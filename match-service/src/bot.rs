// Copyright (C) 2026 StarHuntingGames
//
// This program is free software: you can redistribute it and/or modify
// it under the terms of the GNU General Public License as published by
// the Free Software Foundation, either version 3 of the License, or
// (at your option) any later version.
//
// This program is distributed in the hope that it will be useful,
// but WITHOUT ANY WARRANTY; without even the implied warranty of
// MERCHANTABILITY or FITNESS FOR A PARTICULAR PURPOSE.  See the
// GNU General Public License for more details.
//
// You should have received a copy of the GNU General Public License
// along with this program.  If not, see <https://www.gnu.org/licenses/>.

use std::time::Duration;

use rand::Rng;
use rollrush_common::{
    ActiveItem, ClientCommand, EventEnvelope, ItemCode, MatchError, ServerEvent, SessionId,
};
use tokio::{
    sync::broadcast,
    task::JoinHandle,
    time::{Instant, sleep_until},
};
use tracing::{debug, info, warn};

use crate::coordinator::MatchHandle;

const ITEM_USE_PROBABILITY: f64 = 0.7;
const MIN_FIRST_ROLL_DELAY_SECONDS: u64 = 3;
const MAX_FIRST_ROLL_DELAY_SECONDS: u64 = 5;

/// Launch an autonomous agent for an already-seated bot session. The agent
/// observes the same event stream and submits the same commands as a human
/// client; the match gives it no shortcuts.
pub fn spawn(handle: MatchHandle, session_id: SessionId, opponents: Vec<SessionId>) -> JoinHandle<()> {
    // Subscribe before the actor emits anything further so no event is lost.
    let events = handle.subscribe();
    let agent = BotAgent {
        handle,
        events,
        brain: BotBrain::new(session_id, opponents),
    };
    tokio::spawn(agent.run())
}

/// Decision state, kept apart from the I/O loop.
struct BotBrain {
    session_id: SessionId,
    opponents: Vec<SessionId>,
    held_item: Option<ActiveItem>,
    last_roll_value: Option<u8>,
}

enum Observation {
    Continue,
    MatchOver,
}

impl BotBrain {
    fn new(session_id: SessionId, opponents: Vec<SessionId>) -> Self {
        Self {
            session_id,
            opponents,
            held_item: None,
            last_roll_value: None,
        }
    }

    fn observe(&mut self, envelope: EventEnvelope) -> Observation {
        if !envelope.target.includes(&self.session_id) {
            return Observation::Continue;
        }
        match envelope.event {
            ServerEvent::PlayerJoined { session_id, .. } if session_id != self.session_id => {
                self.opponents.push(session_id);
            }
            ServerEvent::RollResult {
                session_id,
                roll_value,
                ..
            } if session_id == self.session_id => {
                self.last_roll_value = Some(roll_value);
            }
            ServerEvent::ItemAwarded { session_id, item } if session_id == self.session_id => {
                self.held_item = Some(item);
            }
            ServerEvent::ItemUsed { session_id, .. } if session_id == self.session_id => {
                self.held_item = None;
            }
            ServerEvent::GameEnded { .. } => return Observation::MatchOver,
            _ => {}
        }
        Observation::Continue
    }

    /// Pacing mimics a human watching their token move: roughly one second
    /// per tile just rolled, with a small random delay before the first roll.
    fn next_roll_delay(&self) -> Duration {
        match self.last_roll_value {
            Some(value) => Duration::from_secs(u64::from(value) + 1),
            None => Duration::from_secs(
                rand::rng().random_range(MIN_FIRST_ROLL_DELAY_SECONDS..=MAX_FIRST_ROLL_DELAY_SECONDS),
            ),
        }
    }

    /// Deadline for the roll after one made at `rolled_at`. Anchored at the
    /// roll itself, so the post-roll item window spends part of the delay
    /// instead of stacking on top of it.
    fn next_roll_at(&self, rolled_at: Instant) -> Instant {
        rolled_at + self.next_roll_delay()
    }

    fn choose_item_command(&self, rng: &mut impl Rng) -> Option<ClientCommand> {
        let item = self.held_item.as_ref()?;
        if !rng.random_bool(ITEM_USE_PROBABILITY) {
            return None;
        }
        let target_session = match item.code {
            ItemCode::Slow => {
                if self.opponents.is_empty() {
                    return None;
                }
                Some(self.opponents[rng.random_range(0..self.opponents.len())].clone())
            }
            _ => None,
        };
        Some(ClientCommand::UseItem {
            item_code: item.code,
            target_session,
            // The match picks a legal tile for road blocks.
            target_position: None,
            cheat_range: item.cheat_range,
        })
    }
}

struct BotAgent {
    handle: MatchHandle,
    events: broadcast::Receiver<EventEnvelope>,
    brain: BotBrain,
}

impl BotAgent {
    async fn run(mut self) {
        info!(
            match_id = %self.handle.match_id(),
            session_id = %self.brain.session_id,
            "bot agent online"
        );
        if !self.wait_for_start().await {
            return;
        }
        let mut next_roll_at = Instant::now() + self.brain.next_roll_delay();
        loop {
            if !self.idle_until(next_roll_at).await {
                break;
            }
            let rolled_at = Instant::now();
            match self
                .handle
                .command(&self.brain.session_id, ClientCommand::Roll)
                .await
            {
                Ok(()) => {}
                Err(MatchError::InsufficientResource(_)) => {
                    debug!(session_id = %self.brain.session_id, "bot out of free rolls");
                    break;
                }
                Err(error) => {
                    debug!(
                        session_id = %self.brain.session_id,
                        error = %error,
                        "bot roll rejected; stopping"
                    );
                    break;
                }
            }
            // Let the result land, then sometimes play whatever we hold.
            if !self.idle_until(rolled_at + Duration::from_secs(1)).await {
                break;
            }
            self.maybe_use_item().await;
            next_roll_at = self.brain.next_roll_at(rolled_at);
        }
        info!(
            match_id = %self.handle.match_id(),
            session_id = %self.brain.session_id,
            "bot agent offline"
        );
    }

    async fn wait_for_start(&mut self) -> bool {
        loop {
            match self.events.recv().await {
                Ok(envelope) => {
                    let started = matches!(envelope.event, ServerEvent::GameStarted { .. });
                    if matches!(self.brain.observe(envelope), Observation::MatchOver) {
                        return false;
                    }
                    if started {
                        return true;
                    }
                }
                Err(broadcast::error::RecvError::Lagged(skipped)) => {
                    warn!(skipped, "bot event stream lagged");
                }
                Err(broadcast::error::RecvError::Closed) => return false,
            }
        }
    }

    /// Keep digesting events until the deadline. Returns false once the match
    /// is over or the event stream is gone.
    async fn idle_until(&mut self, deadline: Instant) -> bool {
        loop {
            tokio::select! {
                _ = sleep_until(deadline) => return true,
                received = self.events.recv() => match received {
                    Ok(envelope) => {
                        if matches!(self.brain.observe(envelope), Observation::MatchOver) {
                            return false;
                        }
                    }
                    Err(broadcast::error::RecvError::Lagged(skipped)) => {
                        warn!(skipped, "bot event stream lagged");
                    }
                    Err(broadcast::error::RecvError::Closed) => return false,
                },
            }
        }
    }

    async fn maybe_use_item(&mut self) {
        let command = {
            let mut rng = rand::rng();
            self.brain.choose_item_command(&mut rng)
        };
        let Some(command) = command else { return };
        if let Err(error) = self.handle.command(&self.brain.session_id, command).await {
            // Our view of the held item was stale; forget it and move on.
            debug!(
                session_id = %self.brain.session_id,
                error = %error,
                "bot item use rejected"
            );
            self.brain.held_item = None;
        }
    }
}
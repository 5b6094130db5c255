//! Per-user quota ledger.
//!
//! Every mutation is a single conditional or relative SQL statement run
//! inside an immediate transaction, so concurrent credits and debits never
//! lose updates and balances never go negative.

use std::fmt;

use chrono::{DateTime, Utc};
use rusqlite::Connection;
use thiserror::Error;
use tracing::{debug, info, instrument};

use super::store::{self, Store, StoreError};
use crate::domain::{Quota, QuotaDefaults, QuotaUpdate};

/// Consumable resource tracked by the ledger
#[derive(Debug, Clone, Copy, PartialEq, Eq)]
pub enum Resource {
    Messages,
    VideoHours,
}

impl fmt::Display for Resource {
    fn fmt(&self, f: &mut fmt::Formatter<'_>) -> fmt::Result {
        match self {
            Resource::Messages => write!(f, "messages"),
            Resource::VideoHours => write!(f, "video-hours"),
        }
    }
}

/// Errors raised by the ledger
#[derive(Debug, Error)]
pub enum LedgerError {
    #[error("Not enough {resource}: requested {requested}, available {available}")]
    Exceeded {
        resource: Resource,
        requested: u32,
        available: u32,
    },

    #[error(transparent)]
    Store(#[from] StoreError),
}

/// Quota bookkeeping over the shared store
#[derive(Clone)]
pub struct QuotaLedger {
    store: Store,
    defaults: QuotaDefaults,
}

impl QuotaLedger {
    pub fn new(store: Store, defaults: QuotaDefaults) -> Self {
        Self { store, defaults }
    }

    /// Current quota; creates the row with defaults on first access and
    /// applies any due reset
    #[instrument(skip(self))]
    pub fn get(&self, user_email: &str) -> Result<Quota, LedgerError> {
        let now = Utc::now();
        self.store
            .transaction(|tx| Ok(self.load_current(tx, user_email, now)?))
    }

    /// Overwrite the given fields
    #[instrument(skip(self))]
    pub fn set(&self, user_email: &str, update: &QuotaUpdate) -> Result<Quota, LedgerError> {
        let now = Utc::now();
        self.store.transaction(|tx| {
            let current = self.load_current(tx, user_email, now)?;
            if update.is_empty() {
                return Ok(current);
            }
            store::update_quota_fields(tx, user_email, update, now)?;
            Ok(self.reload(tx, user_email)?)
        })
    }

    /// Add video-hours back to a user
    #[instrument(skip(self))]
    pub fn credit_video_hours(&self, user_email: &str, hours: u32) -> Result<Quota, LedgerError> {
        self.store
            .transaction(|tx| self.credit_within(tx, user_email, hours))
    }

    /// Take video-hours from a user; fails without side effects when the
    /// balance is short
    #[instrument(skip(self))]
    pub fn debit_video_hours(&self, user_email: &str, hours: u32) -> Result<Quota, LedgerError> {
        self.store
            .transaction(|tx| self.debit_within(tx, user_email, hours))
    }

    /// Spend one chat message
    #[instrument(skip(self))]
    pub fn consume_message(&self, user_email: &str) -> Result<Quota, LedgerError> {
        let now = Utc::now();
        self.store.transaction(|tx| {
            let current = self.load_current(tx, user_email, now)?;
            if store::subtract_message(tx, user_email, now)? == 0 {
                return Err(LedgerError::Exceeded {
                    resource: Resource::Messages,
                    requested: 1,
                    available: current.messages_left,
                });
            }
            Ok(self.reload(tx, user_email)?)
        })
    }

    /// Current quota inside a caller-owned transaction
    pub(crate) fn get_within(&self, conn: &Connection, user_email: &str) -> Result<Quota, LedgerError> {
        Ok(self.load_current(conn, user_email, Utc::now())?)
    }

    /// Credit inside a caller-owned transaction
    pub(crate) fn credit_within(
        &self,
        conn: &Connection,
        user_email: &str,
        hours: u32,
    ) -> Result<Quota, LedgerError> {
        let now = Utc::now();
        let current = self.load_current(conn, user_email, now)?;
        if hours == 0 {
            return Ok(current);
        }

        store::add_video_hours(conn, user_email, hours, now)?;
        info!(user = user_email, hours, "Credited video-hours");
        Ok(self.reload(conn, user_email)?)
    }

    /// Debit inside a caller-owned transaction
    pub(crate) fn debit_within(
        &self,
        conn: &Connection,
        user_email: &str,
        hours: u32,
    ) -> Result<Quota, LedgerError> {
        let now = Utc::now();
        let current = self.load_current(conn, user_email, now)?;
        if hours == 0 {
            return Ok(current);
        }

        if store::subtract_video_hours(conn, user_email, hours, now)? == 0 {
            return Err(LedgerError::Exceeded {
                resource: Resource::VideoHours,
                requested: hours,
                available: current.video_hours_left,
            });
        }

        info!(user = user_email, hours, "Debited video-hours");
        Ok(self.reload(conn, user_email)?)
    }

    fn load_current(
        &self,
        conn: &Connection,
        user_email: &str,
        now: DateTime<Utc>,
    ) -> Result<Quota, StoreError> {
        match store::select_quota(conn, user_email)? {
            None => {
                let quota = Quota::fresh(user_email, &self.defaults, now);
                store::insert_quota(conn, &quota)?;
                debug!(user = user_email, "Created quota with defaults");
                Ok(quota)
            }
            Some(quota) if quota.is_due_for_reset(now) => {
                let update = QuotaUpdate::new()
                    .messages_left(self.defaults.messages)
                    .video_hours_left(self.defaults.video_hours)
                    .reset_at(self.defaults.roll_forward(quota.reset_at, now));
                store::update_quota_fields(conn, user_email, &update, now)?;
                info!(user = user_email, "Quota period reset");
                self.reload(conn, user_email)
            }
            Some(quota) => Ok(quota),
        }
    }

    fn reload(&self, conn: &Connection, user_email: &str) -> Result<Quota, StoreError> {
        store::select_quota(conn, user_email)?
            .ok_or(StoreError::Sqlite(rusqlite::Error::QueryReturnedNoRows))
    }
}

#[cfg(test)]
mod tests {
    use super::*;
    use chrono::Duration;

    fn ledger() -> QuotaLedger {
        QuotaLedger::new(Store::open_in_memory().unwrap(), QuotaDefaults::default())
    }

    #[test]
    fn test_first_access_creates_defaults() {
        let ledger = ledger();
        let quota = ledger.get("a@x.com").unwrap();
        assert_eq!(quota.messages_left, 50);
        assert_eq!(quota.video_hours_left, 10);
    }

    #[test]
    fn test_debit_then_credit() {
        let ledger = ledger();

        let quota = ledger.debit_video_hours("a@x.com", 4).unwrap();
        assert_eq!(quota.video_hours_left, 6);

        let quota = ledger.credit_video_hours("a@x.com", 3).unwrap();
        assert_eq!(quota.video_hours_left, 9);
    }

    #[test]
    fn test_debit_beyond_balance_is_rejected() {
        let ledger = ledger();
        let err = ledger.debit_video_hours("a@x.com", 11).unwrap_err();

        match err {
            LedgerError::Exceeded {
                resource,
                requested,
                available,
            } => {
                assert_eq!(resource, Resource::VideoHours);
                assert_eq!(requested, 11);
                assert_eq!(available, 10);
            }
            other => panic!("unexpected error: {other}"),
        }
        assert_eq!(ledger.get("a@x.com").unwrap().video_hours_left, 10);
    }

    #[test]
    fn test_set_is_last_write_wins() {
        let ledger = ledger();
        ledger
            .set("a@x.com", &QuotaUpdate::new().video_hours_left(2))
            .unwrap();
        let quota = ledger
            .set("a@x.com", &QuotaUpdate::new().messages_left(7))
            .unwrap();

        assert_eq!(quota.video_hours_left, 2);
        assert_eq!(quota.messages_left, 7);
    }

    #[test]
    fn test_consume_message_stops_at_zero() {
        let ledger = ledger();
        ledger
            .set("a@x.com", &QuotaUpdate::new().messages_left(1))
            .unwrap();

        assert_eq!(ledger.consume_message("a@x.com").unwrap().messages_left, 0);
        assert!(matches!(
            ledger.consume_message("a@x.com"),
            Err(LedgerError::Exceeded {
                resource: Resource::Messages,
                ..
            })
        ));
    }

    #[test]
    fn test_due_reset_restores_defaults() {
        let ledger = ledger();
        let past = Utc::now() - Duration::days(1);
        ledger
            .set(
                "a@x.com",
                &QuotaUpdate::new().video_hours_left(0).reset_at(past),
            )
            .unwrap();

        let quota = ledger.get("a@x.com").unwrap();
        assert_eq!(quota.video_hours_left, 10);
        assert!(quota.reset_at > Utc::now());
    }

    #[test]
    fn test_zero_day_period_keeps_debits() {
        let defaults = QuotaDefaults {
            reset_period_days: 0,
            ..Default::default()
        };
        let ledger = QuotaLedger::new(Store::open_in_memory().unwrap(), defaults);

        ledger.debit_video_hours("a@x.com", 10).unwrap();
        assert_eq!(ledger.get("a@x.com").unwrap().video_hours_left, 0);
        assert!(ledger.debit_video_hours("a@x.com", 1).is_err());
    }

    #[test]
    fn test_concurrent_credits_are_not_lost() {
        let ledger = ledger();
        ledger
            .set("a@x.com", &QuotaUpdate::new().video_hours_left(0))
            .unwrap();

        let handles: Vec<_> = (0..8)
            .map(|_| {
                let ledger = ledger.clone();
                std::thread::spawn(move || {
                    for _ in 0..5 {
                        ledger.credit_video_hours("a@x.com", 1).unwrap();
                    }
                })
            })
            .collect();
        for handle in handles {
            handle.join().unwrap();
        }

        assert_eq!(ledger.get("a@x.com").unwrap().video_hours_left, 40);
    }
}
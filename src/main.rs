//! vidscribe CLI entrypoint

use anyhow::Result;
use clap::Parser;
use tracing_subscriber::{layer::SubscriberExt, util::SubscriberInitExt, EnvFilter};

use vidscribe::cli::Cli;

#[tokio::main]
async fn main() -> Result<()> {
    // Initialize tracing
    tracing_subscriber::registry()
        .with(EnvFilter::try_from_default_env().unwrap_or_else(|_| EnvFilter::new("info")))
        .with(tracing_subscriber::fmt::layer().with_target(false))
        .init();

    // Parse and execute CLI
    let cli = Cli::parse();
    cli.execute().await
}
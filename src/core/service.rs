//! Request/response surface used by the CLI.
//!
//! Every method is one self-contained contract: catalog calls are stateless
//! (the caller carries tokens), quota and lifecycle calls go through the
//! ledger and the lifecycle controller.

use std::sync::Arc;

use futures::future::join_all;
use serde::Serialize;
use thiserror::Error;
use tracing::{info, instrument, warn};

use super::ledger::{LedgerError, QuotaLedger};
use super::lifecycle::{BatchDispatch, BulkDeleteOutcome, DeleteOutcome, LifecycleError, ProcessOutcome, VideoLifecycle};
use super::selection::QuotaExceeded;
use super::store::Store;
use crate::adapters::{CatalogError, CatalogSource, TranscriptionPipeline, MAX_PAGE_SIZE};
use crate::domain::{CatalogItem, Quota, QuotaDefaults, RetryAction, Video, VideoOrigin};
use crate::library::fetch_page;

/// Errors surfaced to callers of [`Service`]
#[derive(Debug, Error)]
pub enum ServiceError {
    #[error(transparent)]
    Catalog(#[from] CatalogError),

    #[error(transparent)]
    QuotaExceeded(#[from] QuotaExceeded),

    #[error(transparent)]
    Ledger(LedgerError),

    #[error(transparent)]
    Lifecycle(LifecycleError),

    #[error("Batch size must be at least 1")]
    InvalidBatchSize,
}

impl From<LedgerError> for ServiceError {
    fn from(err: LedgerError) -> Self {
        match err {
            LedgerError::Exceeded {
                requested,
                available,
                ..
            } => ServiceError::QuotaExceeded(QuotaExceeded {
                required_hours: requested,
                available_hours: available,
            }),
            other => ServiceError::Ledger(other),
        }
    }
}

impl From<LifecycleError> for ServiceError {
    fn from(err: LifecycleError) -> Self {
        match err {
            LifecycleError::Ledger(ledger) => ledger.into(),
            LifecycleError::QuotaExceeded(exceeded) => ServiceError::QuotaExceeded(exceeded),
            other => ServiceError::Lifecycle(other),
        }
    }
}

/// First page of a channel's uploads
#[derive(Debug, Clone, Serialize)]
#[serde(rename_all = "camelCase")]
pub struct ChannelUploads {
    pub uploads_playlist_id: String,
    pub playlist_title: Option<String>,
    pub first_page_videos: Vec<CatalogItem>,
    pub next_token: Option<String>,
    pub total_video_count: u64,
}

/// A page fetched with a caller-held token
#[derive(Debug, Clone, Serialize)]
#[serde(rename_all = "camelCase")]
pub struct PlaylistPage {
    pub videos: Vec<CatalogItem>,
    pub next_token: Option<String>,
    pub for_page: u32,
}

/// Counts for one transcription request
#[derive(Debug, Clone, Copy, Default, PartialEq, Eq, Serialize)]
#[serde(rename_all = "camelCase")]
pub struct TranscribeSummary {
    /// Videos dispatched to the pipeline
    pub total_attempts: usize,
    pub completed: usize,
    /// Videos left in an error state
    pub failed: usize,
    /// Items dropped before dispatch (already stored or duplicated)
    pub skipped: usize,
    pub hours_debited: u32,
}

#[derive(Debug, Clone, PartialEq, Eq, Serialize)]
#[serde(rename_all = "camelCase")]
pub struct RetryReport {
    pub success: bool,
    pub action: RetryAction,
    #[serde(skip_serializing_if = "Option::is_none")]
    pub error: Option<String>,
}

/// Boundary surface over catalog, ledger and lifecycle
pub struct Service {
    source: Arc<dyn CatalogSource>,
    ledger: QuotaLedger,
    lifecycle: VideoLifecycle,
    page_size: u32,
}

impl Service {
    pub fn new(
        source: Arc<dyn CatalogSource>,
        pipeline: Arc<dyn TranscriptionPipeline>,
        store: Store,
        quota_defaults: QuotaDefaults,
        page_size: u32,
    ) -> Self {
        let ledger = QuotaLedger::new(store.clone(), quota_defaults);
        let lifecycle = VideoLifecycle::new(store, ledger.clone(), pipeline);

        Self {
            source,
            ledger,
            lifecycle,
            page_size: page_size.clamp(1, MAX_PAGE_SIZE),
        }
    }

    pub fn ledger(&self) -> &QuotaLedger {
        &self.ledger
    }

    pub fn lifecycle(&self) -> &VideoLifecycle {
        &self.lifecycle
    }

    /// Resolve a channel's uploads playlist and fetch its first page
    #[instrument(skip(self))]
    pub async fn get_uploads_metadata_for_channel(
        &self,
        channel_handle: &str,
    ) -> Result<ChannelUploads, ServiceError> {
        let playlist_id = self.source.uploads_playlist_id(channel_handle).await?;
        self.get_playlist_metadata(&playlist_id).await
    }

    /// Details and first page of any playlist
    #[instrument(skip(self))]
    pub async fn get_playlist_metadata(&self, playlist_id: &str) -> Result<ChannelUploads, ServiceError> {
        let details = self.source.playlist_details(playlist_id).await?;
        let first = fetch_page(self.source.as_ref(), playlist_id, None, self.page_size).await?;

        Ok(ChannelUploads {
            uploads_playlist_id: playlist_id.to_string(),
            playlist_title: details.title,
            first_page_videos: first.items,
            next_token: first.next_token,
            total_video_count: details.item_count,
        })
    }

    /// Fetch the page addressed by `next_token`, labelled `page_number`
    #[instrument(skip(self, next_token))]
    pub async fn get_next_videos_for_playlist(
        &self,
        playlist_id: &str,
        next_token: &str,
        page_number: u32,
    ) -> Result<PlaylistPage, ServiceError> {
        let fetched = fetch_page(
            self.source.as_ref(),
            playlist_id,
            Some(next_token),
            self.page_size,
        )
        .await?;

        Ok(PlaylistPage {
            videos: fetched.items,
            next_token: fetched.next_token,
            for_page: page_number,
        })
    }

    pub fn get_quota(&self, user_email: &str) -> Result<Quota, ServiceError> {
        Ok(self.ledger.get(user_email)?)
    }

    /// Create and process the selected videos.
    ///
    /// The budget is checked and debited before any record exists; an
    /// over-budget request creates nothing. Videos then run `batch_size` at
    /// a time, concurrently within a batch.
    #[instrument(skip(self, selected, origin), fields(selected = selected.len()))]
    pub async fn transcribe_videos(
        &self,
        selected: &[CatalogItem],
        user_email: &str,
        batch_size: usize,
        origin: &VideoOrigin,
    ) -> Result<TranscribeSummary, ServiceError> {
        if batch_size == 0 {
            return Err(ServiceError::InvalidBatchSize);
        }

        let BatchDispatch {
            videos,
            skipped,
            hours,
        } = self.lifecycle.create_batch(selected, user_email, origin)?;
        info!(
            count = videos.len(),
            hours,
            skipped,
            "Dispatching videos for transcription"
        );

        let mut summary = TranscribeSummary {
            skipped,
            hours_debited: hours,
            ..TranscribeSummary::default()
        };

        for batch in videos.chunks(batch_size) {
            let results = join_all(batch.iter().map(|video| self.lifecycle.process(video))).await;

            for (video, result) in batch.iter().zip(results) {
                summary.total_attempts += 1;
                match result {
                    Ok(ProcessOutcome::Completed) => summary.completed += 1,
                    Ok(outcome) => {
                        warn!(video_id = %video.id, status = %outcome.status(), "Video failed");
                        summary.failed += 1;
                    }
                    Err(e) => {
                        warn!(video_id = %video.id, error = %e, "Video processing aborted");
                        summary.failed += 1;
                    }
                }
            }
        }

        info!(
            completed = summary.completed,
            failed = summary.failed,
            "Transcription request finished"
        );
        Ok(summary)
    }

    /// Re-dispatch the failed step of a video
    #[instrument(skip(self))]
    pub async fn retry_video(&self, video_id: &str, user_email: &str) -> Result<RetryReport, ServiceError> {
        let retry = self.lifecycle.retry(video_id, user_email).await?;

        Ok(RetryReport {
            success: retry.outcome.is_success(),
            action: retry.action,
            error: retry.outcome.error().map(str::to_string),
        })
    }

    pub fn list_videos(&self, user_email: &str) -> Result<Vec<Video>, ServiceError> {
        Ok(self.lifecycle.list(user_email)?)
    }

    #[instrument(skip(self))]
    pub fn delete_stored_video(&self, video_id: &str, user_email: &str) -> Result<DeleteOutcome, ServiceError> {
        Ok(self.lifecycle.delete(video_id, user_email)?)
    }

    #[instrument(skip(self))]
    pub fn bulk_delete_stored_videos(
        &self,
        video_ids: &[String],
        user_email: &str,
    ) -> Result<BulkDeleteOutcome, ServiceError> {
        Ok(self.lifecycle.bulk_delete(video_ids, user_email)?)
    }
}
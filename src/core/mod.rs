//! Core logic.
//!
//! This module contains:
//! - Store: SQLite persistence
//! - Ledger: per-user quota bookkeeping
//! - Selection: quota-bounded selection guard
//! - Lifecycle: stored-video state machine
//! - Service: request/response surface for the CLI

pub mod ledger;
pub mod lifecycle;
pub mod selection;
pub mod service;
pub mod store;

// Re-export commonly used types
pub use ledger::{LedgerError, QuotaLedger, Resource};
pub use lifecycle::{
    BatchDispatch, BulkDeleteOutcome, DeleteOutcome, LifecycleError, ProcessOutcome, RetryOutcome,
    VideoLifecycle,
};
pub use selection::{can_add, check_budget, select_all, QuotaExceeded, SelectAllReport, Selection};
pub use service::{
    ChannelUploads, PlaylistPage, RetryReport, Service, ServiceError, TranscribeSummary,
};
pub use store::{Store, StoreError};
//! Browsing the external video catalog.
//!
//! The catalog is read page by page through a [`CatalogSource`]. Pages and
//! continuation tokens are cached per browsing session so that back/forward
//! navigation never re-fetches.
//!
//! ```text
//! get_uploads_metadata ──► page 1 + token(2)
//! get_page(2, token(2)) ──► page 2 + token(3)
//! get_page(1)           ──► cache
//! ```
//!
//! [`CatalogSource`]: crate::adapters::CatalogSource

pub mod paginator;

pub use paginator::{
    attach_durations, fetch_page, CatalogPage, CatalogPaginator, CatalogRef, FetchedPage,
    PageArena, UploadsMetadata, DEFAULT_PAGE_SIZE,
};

**Your task:** Give back exactly what runs from the first line of the listing above to the line that contains "program is distributed", keeping both end lines.

**Answer to the exercise:**
filename match-service/src/bot.rs
// Copyright (C) 2026 StarHuntingGames
//
// This program is free software: you can redistribute it and/or modify
// it under the terms of the GNU General Public License as published by
// the Free Software Foundation, either version 3 of the License, or
// (at your option) any later version.
//
// This program is distributed in the hope that it will be useful,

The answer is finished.